Modern Western culture has tended to dwell too much on the character of her “anger.” For example, a misogynist trend in psychoanalysis focuses upon her paralyzing qualities, viewing her as a deflator of masculine strength, while curiously, at other times, seeing her snaky persona as phallic. Radical feminists also often dwell upon her anger, identifying it with a fiercely liberating women’s rage. That surely helps many women, but it doesn't effectively disrupt the misogyny involved in labeling a female figure as “monstrous.” Thus, a historical and cross-cultural exploration of Medusa can contribute to a feminist effort to honor and articulate the complexity of the divine female.

Although Medusa may be of use to modern feminists, providing an ancient locus for modern rage, it is important to see that the raging head of Medusa has lost the fullness of the original powers of the Neolithic Goddess of the Life Continuum. The Greek Medusa is different from her sisters across time and space. Whereas the Neolithic Goddess is a powerful arbiter of birth, death, and rebirth, she has been transformed in Greek from a Goddess of the life continuum to a dead head. Although Medusa is still sexual in the Greek material—she has sex with Poseidon in a meadow and gives birth to twins—she becomes more closely associated with death than with life. She becomes feared and she therefore must be murdered. Perhaps if one kills death, then the living somehow won’t have to die—at least in mythical time.

Medusa continues to be viewed as protective and apotropaic—warding off evil, warding off the enemy—and even healing in the Greek tradition, but she has also lost her power. It is thus important to pay attention to her beneficent aspects: the fact that half of her blood is healing, and that images of her head are used to protect buildings of multiple functions within the Greco-Roman sphere; so protective is she considered to be that her head was buried near the Argive market-place. Medusa is magical. She reminds us that we must not take the female “monster” at face value; that we must weigh not only her beneficent against her maleficent attributes, but we must also take into consideration the world view and the sociopolitical stance of the cultures which create her, fashioning the demonic female as scapegoat for the benefit and comfort of the patriarchal members of their societies.

An excerpt from the extensive paper, ''Medusa: Ferocious and Beautiful, Petrifying and Healing: Through the Words of the Ancients,'' featured in Re-visioning Medusa: from Monster to Divine Wisdom.

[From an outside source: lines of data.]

//! Simulated lock controller
//!
//! Plays the peer side of every protocol: key exchange responder,
//! challenge responder and the bonding central's credential handover.

use super::ble::SimBle;
use super::radio::SimRadio;
use crate::bonding::{credential_request, CredentialResponse};
use crate::challenge::ChallengeResponder;
use crate::ecdh::{KeyExchange, KeyExchangeConfig, KeyExchangeState};
use crate::store::{MasterKey, RfidKey};
use crate::transport::DatagramTransport;
use crate::types::{AuthOutcome, Millis, PeerId};
use log::{debug, info, warn};

/// Something the lock did in response to the keyfob
#[derive(Debug, Clone, PartialEq, Eq)]
pub enum LockEvent {
    /// Key exchange completed with this keyfob
    Paired(PeerId),
    /// Authenticated command executed
    Unlocked(Vec<u8>),
}

/// Lock controller on the other end of the radio
pub struct SimLock {
    radio: SimRadio,
    key_exchange: KeyExchange,
    responder: ChallengeResponder,
    key: Option<MasterKey>,
    rfid: Option<RfidKey>,
    unlocks: Vec<Vec<u8>>,
}

impl SimLock {
    /// Lock listening on `radio`, with no key yet
    pub fn new(radio: SimRadio) -> Self {
        let own = radio.own_address();
        Self {
            radio,
            key_exchange: KeyExchange::new(KeyExchangeConfig::default()),
            responder: ChallengeResponder::new(own),
            key: None,
            rfid: None,
            unlocks: Vec::new(),
        }
    }

    /// Pre-share a master key
    pub fn with_key(mut self, key: MasterKey) -> Self {
        self.key = Some(key);
        self
    }

    /// RFID credential handed over during bonding
    pub fn with_rfid(mut self, rfid: RfidKey) -> Self {
        self.rfid = Some(rfid);
        self
    }

    pub fn master_key(&self) -> Option<&MasterKey> {
        self.key.as_ref()
    }

    /// Payloads of every executed command
    pub fn unlocks(&self) -> &[Vec<u8>] {
        &self.unlocks
    }

    /// Wait for a keyfob to start a key exchange
    pub fn start_pairing(&mut self, now: Millis) {
        self.key_exchange.start_responder(now);
    }

    /// Process pending radio traffic
    pub fn poll(&mut self, now: Millis) -> Option<LockEvent> {
        if self.key_exchange.state() == KeyExchangeState::WaitingPeerPublic {
            return self.poll_pairing(now);
        }

        let key = self.key.as_ref()?;
        while let Some(datagram) = self.radio.receive() {
            let response = match self.responder.respond(&datagram, key) {
                Ok(response) => response,
                Err(e) => {
                    debug!("Lock ignored frame from {}: {}", datagram.from, e);
                    continue;
                }
            };

            if let Err(e) = self.radio.send(response.to, &response.ack) {
                warn!("Lock could not acknowledge {}: {}", response.to, e);
            }
            if response.fresh {
                info!("Lock executing command {}", hex::encode(&response.payload));
                self.unlocks.push(response.payload.clone());
                return Some(LockEvent::Unlocked(response.payload));
            }
        }
        None
    }

    /// Answer a credential request the keyfob sent on the BLE data channel
    pub fn serve_credential(&self, ble: &SimBle, central: PeerId) -> bool {
        let Some(rfid) = self.rfid.as_ref() else {
            return false;
        };
        let request = credential_request();
        let requested = ble
            .take_sent()
            .iter()
            .any(|(_, data)| data.as_slice() == request.as_slice());
        if requested {
            let response = CredentialResponse { key: rfid.clone() };
            ble.central_send(central, &response.serialize());
        }
        requested
    }

    fn poll_pairing(&mut self, now: Millis) -> Option<LockEvent> {
        match self.key_exchange.poll(&mut self.radio, now) {
            AuthOutcome::Ok => {
                let peer = self.key_exchange.remote_id().ok();
                self.key = self.key_exchange.master_key().ok().cloned();
                self.key_exchange.reset();
                peer.map(LockEvent::Paired)
            }
            AuthOutcome::Busy => None,
            outcome => {
                warn!("Lock pairing ended with {}", outcome);
                self.key_exchange.reset();
                None
            }
        }
    }
}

Miriam Robbins Dexter holds a Ph.D. in ancient Indo-European languages, archaeology, and comparative mythology, from UCLA. Her first book, Whence the Goddesses: A Source Book (1990), in which she translated texts from thirteen languages, was used for courses she taught at UCLA for a decade and a half. She completed and supplemented the final book of Marija Gimbutas, The Living Goddesses (1999). Her 2010 book, coauthored with Victor Mair, Sacred Display: Divine and Magical Female Figures of Eurasia, won the 2012 Association for the Study of Women and Mythology Sarasvati award for best nonfiction book on women and mythology. In 2013, Miriam and Victor published a new monograph, “Sacred Display: New Findings” in the University of Pennsylvania's online series, Sino-Platonic Papers. With Vicki Noble, she edited the anthology, Foremothers of the Women’s Spirituality Movement: Elders and Visionaries (2015); winner of the Susan Koppelman award for best edited feminist anthology, 2016. Miriam is the author of more than 30 scholarly articles and 11 encyclopedia articles on ancient female figures. She has edited and co-edited 16 scholarly volumes. For 13 years, she taught courses in Latin, Greek, and Sanskrit languages in the department of Classics at USC. She has guest-lectured at the New Bulgarian University (Sophia, Bulgaria) and “Alexandru Ioan Cuza” University (Iaşi, Moldavia, Romania).

Footnote:
1 This is the present participle of the Greek verb μέδω, “I rule.” Medusa, or Medousa, is spelled with a short -e- in Greek, as opposed to the long ē found in Mēdea.